Robert Reiner (businessman)

Robert Reiner
Born(1880-08-18)August 18, 1880
Nürtingen, Württemberg, Germany
DiedAugust 22, 1960(1960-08-22) (aged 80)
Jersey City, New Jersey

Robert Reiner (18 August 1880–22 August 1960) was a machinist, entrepreneur and businessman. His business is credited with helping to expand the machine embroidery industry in Hudson County, New Jersey during the first half of the twentieth century. By the 1950s, the area known as North Hudson comprising the municipalities of Weehawken, Union City, West New York, Guttenberg, and North Bergen had developed into one of the largest centers for machine embroidery in the world. Reiner first traveled to the United States about 1902. He first installed and then began importing embroidery and other textile machines from Europe. He established what became Robert Reiner Incorporated in Weehawken. Eventually he employed about 200 people. He was the sole importer of VOMAG (Vogtländische Maschinenfabrik AG) embroidery machines from Plauen, Germany.
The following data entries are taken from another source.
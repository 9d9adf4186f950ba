//! Config validation: unknown-key detection with Levenshtein suggestions
//! and range checks on tolerances.
//!
//! Two-pass parse approach: first deserialize raw TOML into `toml::Value`,
//! walk the key tree, compare against known field names, and emit warnings
//! with "did you mean?" suggestions. Then proceed with normal serde
//! deserialization. Warnings never break existing configs.

use std::collections::HashSet;

/// A non-fatal config warning (typo, suspicious value).
#[derive(Debug, Clone)]
pub struct ValidationWarning {
    pub field: String,
    pub message: String,
    pub suggestion: Option<String>,
}

impl std::fmt::Display for ValidationWarning {
    fn fmt(&self, f: &mut std::fmt::Formatter<'_>) -> std::fmt::Result {
        write!(f, "{}", self.message)?;
        if let Some(ref s) = self.suggestion {
            write!(f, " (did you mean '{s}'?)")?;
        }
        Ok(())
    }
}

// ============================================================================
// Known Config Keys
// ============================================================================

/// Returns the complete set of valid dotted key paths for QcConfig.
///
/// Maintained by hand to match the struct hierarchy in qc_config.rs.
pub fn known_config_keys() -> HashSet<&'static str> {
    let keys: &[&str] = &[
        // [tolerances]
        "tolerances",
        "tolerances.saturation",
        "tolerances.contact_depth",
        "tolerances.pressure",
        // [simulator]
        "simulator",
        "simulator.flavour",
        // [engine]
        "engine",
        "engine.parallel",
        // [report]
        "report",
        "report.volume_unit",
        "report.by_eqlnum",
    ];
    keys.iter().copied().collect()
}

// ============================================================================
// TOML Key Walking
// ============================================================================

/// Recursively walks a `toml::Value` tree and collects all dotted key paths.
///
/// A table `{ a = { b = 1, c = 2 } }` yields `["a", "a.b", "a.c"]`.
pub fn walk_toml_keys(value: &toml::Value, prefix: &str) -> Vec<String> {
    let mut keys = Vec::new();
    if let Some(table) = value.as_table() {
        for (k, v) in table {
            let path = if prefix.is_empty() {
                k.clone()
            } else {
                format!("{prefix}.{k}")
            };
            keys.push(path.clone());
            if v.is_table() {
                keys.extend(walk_toml_keys(v, &path));
            }
        }
    }
    keys
}

// ============================================================================
// Levenshtein Distance
// ============================================================================

/// Compute the Levenshtein edit distance between two strings.
fn levenshtein(a: &str, b: &str) -> usize {
    let b_chars: Vec<char> = b.chars().collect();
    if a.is_empty() {
        return b_chars.len();
    }
    if b_chars.is_empty() {
        return a.chars().count();
    }

    let mut prev: Vec<usize> = (0..=b_chars.len()).collect();
    let mut curr = vec![0; b_chars.len() + 1];

    for (i, ca) in a.chars().enumerate() {
        curr[0] = i + 1;
        for (j, &cb) in b_chars.iter().enumerate() {
            let cost = usize::from(ca != cb);
            curr[j + 1] = (prev[j + 1] + 1).min(curr[j] + 1).min(prev[j] + cost);
        }
        std::mem::swap(&mut prev, &mut curr);
    }

    prev[b_chars.len()]
}

/// Suggest the closest known key for an unknown key, if within edit distance 3.
///
/// Ties resolve to the lexicographically smallest key so suggestions are
/// stable across runs.
pub fn suggest_correction(unknown: &str, known: &HashSet<&str>) -> Option<String> {
    known
        .iter()
        .map(|&k| (levenshtein(unknown, k), k))
        .filter(|(dist, _)| *dist <= 3)
        .min()
        .map(|(_, k)| k.to_string())
}

// ============================================================================
// Unknown Key Validation (entry point)
// ============================================================================

/// Parse a raw TOML string and return warnings for any unknown config keys.
///
/// This does NOT fail on unknown keys, it only warns.
pub fn validate_unknown_keys(raw_toml: &str) -> Vec<ValidationWarning> {
    let Ok(value) = raw_toml.parse::<toml::Value>() else {
        return Vec::new(); // parse errors are handled by serde later
    };

    let known = known_config_keys();
    walk_toml_keys(&value, "")
        .into_iter()
        .filter(|key| !known.contains(key.as_str()))
        .map(|key| ValidationWarning {
            suggestion: suggest_correction(&key, &known),
            message: format!("Unknown config key '{key}'"),
            field: key,
        })
        .collect()
}

// ============================================================================
// Range Validation
// ============================================================================

/// Validate ranges on a parsed QcConfig.
///
/// Returns (errors, warnings). Errors are combinations that make the
/// classification meaningless; warnings are suspicious but not fatal.
pub fn validate_ranges(config: &super::QcConfig) -> (Vec<String>, Vec<ValidationWarning>) {
    let mut errors = Vec::new();
    let mut warnings = Vec::new();
    let t = &config.tolerances;

    // The unit label ends up in CSV headers and report columns
    let unit = config.report.volume_unit.trim();
    if unit.is_empty() {
        errors.push("report.volume_unit must not be empty".to_string());
    } else if unit.contains(',') {
        errors.push(format!("report.volume_unit = '{unit}' must not contain commas"));
    }

    // Saturation tolerance above 1% merges SWL_TRUNC cells into PC_SCALED
    if t.saturation.is_finite() && t.saturation > 0.01 {
        warnings.push(ValidationWarning {
            field: "tolerances.saturation".to_string(),
            message: format!(
                "tolerances.saturation = {} is coarse; truncated cells may be reported as scaled",
                t.saturation
            ),
            suggestion: None,
        });
    }

    // Contact tolerance above 1 cm moves whole cell layers across the contact
    if t.contact_depth.is_finite() && t.contact_depth > 0.01 {
        warnings.push(ValidationWarning {
            field: "tolerances.contact_depth".to_string(),
            message: format!(
                "tolerances.contact_depth = {} m is coarse; cells near the contact may change category",
                t.contact_depth
            ),
            suggestion: None,
        });
    }

    (errors, warnings)
}

// ============================================================================
// Tests
// ============================================================================
//! Per-cell input state: CellRecord

use serde::{Deserialize, Serialize};

// ============================================================================
// Cell Record
// ============================================================================

/// One active grid cell as seen at the first report step.
///
/// Built once by the grid frame loader and never mutated. Field names on the
/// wire are the simulator keywords.
#[derive(Debug, Clone, Copy, PartialEq, Serialize, Deserialize)]
pub struct CellRecord {
    /// Zero-based active cell index
    pub index: usize,
    /// Requested initial water saturation
    #[serde(rename = "SWATINIT")]
    pub swatinit: f64,
    /// Realized initial water saturation
    #[serde(rename = "SWAT")]
    pub swat: f64,
    /// Connate water saturation
    #[serde(rename = "SWL")]
    pub swl: f64,
    /// Connate water saturation for capillary pressure only
    #[serde(rename = "SWLPC", default, skip_serializing_if = "Option::is_none")]
    pub swlpc: Option<f64>,
    /// Maximum water saturation
    #[serde(rename = "SWU")]
    pub swu: f64,
    /// Pore volume at reference pressure (rm3)
    #[serde(rename = "PORV")]
    pub porv: f64,
    #[serde(rename = "SATNUM")]
    pub satnum: u32,
    #[serde(rename = "EQLNUM")]
    pub eqlnum: u32,
    #[serde(rename = "X")]
    pub x: f64,
    #[serde(rename = "Y")]
    pub y: f64,
    /// Cell centre depth (m TVD)
    #[serde(rename = "Z")]
    pub z: f64,
}

impl CellRecord {
    /// Saturation below which the simulator truncates SWATINIT.
    ///
    /// SWLPC takes precedence over SWL when present and the simulator
    /// honours it.
    pub fn truncation_floor(&self, honour_swlpc: bool) -> f64 {
        match self.swlpc {
            Some(swlpc) if honour_swlpc => swlpc,
            _ => self.swl,
        }
    }

    /// Signed water volume discrepancy, positive when the model holds more
    /// water than requested.
    pub fn water_volume_change(&self) -> f64 {
        (self.swat - self.swatinit) * self.porv
    }

    /// Water volume the engineer asked for.
    pub fn requested_water_volume(&self) -> f64 {
        self.swatinit * self.porv
    }
}

#[cfg(test)]
mod tests {
    use super::*;

    fn cell() -> CellRecord {
        CellRecord {
            index: 0,
            swatinit: 0.3,
            swat: 0.5,
            swl: 0.5,
            swlpc: None,
            swu: 1.0,
            porv: 1000.0,
            satnum: 1,
            eqlnum: 1,
            x: 0.0,
            y: 0.0,
            z: 1005.0,
        }
    }

    #[test]
    fn test_truncation_floor_precedence() {
        let mut c = cell();
        assert_eq!(c.truncation_floor(true), 0.5);
        c.swlpc = Some(0.2);
        assert_eq!(c.truncation_floor(true), 0.2);
        assert_eq!(c.truncation_floor(false), 0.5);
    }

    #[test]
    fn test_water_volume_change_sign() {
        let c = cell();
        assert!((c.water_volume_change() - 200.0).abs() < 1e-9);
        assert!((c.requested_water_volume() - 300.0).abs() < 1e-9);
    }

    #[test]
    fn test_keyword_field_names() {
        let json = serde_json::to_value(cell()).unwrap();
        assert_eq!(json["SWATINIT"], 0.3);
        assert_eq!(json["EQLNUM"], 1);
        assert!(json.get("SWLPC").is_none(), "absent SWLPC is not serialised");
    }
}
Eventually he produced the first American made schiffli embroidery machine. Reiner held an honorary doctorate of political economy and science from the University of Heidelberg. He remained a benefactor of his native Nürtingen. He was a member of the US Chamber of Commerce, the New York Board of Trade, and was president of the American-German Chamber of Commerce until World War II. In October 1928 he was one of twenty passengers aboard the Graf Zeppelin during its first trans Atlantic commercial passenger flight, flying from Friedrichshafen, Germany to Lakehurst, New Jersey.